[Exercise description]: Your task is to reproduce the entries below word for word.

[Provided records]:

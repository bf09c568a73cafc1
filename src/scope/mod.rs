//! # Scope / authorization
//!
//! Per-operation scope functions produce a [`CompiledScope`] — a filter the
//! pipeline composes with caller-supplied filters via AND. Three
//! distinguished values: `Empty` (matches nothing, forbidden), `All` (the
//! `*` sentinel, elided from the composed filter) and an ordinary compiled
//! filter.
//!
//! Composition rule for operation `Op` with caller filter `F` and scope `S`:
//! public + anonymous ⇒ `F`; anonymous + non-public ⇒ 401; `S = Empty` ⇒
//! 403; otherwise `S ∧ F` with `All` absorbing.

pub mod builder;

use std::sync::Arc;

use crate::error::ApiError;
use crate::filter::{CompiledFilter, FilterError};
use crate::models::{Operation, RequestContext, UserContext};

#[derive(Debug, Clone)]
pub enum CompiledScope {
    /// Matches everything; elided from the composed filter.
    All,
    /// Matches nothing; authenticated but no access.
    Empty,
    Filter(Arc<CompiledFilter>),
}

impl CompiledScope {
    pub fn all() -> Self {
        CompiledScope::All
    }

    pub fn empty() -> Self {
        CompiledScope::Empty
    }

    /// Compiles an expression into a scope. The `*` sentinel is accepted
    /// here so string-configured scopes can grant everything.
    pub fn parse(expr: &str) -> Result<Self, FilterError> {
        let trimmed = expr.trim();
        if trimmed == "*" {
            return Ok(CompiledScope::All);
        }
        Ok(CompiledScope::Filter(Arc::new(CompiledFilter::compile(trimmed)?)))
    }

    pub fn from_filter(filter: CompiledFilter) -> Self {
        CompiledScope::Filter(Arc::new(filter))
    }
}

pub type ScopeFn = Arc<dyn Fn(&UserContext) -> CompiledScope + Send + Sync>;

/// Which operations are reachable without authentication.
#[derive(Debug, Clone, Copy, Default, PartialEq, Eq)]
pub struct PublicAccess {
    pub read: bool,
    pub subscribe: bool,
}

impl PublicAccess {
    pub fn none() -> Self {
        Self::default()
    }

    /// `public: true` — read & subscribe are unauthenticated.
    pub fn read_and_subscribe() -> Self {
        Self { read: true, subscribe: true }
    }

    fn allows(&self, op: Operation) -> bool {
        match op {
            Operation::Read => self.read,
            Operation::Subscribe => self.subscribe,
            _ => false,
        }
    }
}

#[derive(Clone, Default)]
pub struct ScopeConfig {
    pub public: PublicAccess,
    pub read: Option<ScopeFn>,
    pub create: Option<ScopeFn>,
    pub update: Option<ScopeFn>,
    pub delete: Option<ScopeFn>,
    pub subscribe: Option<ScopeFn>,
    /// Used when the per-operation function is absent.
    pub fallback: Option<ScopeFn>,
}

impl std::fmt::Debug for ScopeConfig {
    fn fmt(&self, f: &mut std::fmt::Formatter<'_>) -> std::fmt::Result {
        f.debug_struct("ScopeConfig")
            .field("public", &self.public)
            .field("read", &self.read.is_some())
            .field("create", &self.create.is_some())
            .field("update", &self.update.is_some())
            .field("delete", &self.delete.is_some())
            .field("subscribe", &self.subscribe.is_some())
            .field("fallback", &self.fallback.is_some())
            .finish()
    }
}

impl ScopeConfig {
    pub fn public() -> Self {
        Self { public: PublicAccess::read_and_subscribe(), ..Default::default() }
    }

    fn scope_fn(&self, op: Operation) -> Option<&ScopeFn> {
        let per_op = match op {
            Operation::Read => self.read.as_ref(),
            Operation::Create => self.create.as_ref(),
            Operation::Update => self.update.as_ref(),
            Operation::Delete => self.delete.as_ref(),
            Operation::Subscribe => self.subscribe.as_ref(),
        };
        per_op.or(self.fallback.as_ref())
    }

    /// Resolves the scope filter for this operation, applying the
    /// composition rule. `Ok(None)` means unrestricted.
    pub fn resolve(
        &self,
        op: Operation,
        ctx: &RequestContext,
    ) -> Result<Option<Arc<CompiledFilter>>, ApiError> {
        let user = match &ctx.user {
            Some(user) => user,
            None => {
                return if self.public.allows(op) {
                    Ok(None)
                } else {
                    Err(ApiError::Unauthenticated)
                };
            }
        };
        match self.scope_fn(op) {
            None => Ok(None),
            Some(scope_fn) => match scope_fn(user) {
                CompiledScope::All => Ok(None),
                CompiledScope::Empty => Err(ApiError::Forbidden),
                CompiledScope::Filter(filter) => Ok(Some(filter)),
            },
        }
    }
}

/// `S ∧ F` with `All`/absent absorbing.
pub fn compose(
    scope: Option<Arc<CompiledFilter>>,
    caller: Option<Arc<CompiledFilter>>,
) -> Option<Arc<CompiledFilter>> {
    match (scope, caller) {
        (None, None) => None,
        (Some(s), None) => Some(s),
        (None, Some(f)) => Some(f),
        (Some(s), Some(f)) => Some(Arc::new(s.and(&f))),
    }
}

[Task answer]:
repository bf09c568a73cafc1
filename src/scope/mod.rs
//! # Scope / authorization
//!
//! Per-operation scope functions produce a [`CompiledScope`] — a filter the
//! pipeline composes with caller-supplied filters via AND. Three
//! distinguished values: `Empty` (matches nothing, forbidden), `All` (the
//! `*` sentinel, elided from the composed filter) and an ordinary compiled
//! filter.
//!
//! Composition rule for operation `Op` with caller filter `F` and scope `S`:
//! public + anonymous ⇒ `F`; anonymous + non-public ⇒ 401; `S = Empty` ⇒
//! 403; otherwise `S ∧ F` with `All` absorbing.

pub mod builder;

use std::sync::Arc;

use crate::error::ApiError;
use crate::filter::{CompiledFilter, FilterError};
use crate::models::{Operation, RequestContext, UserContext};

#[derive(Debug, Clone)]
pub enum CompiledScope {
    /// Matches everything; elided from the composed filter.
    All,
    /// Matches nothing; authenticated but no access.
    Empty,
    Filter(Arc<CompiledFilter>),
}

impl CompiledScope {
    pub fn all() -> Self {
        CompiledScope::All
    }

    pub fn empty() -> Self {
        CompiledScope::Empty
    }

    /// Compiles an expression into a scope. The `*` sentinel is accepted
    /// here so string-configured scopes can grant everything.
    pub fn parse(expr: &str) -> Result<Self, FilterError> {
        let trimmed = expr.trim();
        if trimmed == "*" {
            return Ok(CompiledScope::All);
        }
        Ok(CompiledScope::Filter(Arc::new(CompiledFilter::compile(trimmed)?)))
    }

    pub fn from_filter(filter: CompiledFilter) -> Self {
        CompiledScope::Filter(Arc::new(filter))
    }
}

pub type ScopeFn = Arc<dyn Fn(&UserContext) -> CompiledScope + Send + Sync>;

/// Which operations are reachable without authentication.
#[derive(Debug, Clone, Copy, Default, PartialEq, Eq)]
pub struct PublicAccess {
    pub read: bool,
    pub subscribe: bool,
}

impl PublicAccess {
    pub fn none() -> Self {
        Self::default()
    }

    /// `public: true` — read & subscribe are unauthenticated.
    pub fn read_and_subscribe() -> Self {
        Self { read: true, subscribe: true }
    }

    fn allows(&self, op: Operation) -> bool {
        match op {
            Operation::Read => self.read,
            Operation::Subscribe => self.subscribe,
            _ => false,
        }
    }
}

#[derive(Clone, Default)]
pub struct ScopeConfig {
    pub public: PublicAccess,
    pub read: Option<ScopeFn>,
    pub create: Option<ScopeFn>,
    pub update: Option<ScopeFn>,
    pub delete: Option<ScopeFn>,
    pub subscribe: Option<ScopeFn>,
    /// Used when the per-operation function is absent.
    pub fallback: Option<ScopeFn>,
}

impl std::fmt::Debug for ScopeConfig {
    fn fmt(&self, f: &mut std::fmt::Formatter<'_>) -> std::fmt::Result {
        f.debug_struct("ScopeConfig")
            .field("public", &self.public)
            .field("read", &self.read.is_some())
            .field("create", &self.create.is_some())
            .field("update", &self.update.is_some())
            .field("delete", &self.delete.is_some())
            .field("subscribe", &self.subscribe.is_some())
            .field("fallback", &self.fallback.is_some())
            .finish()
    }
}

impl ScopeConfig {
    pub fn public() -> Self {
        Self { public: PublicAccess::read_and_subscribe(), ..Default::default() }
    }

    fn scope_fn(&self, op: Operation) -> Option<&ScopeFn> {
        let per_op = match op {
            Operation::Read => self.read.as_ref(),
            Operation::Create => self.create.as_ref(),
            Operation::Update => self.update.as_ref(),
            Operation::Delete => self.delete.as_ref(),
            Operation::Subscribe => self.subscribe.as_ref(),
        };
        per_op.or(self.fallback.as_ref())
    }

    /// Resolves the scope filter for this operation, applying the
    /// composition rule. `Ok(None)` means unrestricted.
    pub fn resolve(
        &self,
        op: Operation,
        ctx: &RequestContext,
    ) -> Result<Option<Arc<CompiledFilter>>, ApiError> {
        let user = match &ctx.user {
            Some(user) => user,
            None => {
                return if self.public.allows(op) {
                    Ok(None)
                } else {
                    Err(ApiError::Unauthenticated)
                };
            }
        };
        match self.scope_fn(op) {
            None => Ok(None),
            Some(scope_fn) => match scope_fn(user) {
                CompiledScope::All => Ok(None),
                CompiledScope::Empty => Err(ApiError::Forbidden),
                CompiledScope::Filter(filter) => Ok(Some(filter)),
            },
        }
    }
}

/// `S ∧ F` with `All`/absent absorbing.
pub fn compose(
    scope: Option<Arc<CompiledFilter>>,
    caller: Option<Arc<CompiledFilter>>,
) -> Option<Arc<CompiledFilter>> {
    match (scope, caller) {
        (None, None) => None,
        (Some(s), None) => Some(s),
        (None, Some(f)) => Some(f),
        (Some(s), Some(f)) => Some(Arc::new(s.and(&f))),
    }
}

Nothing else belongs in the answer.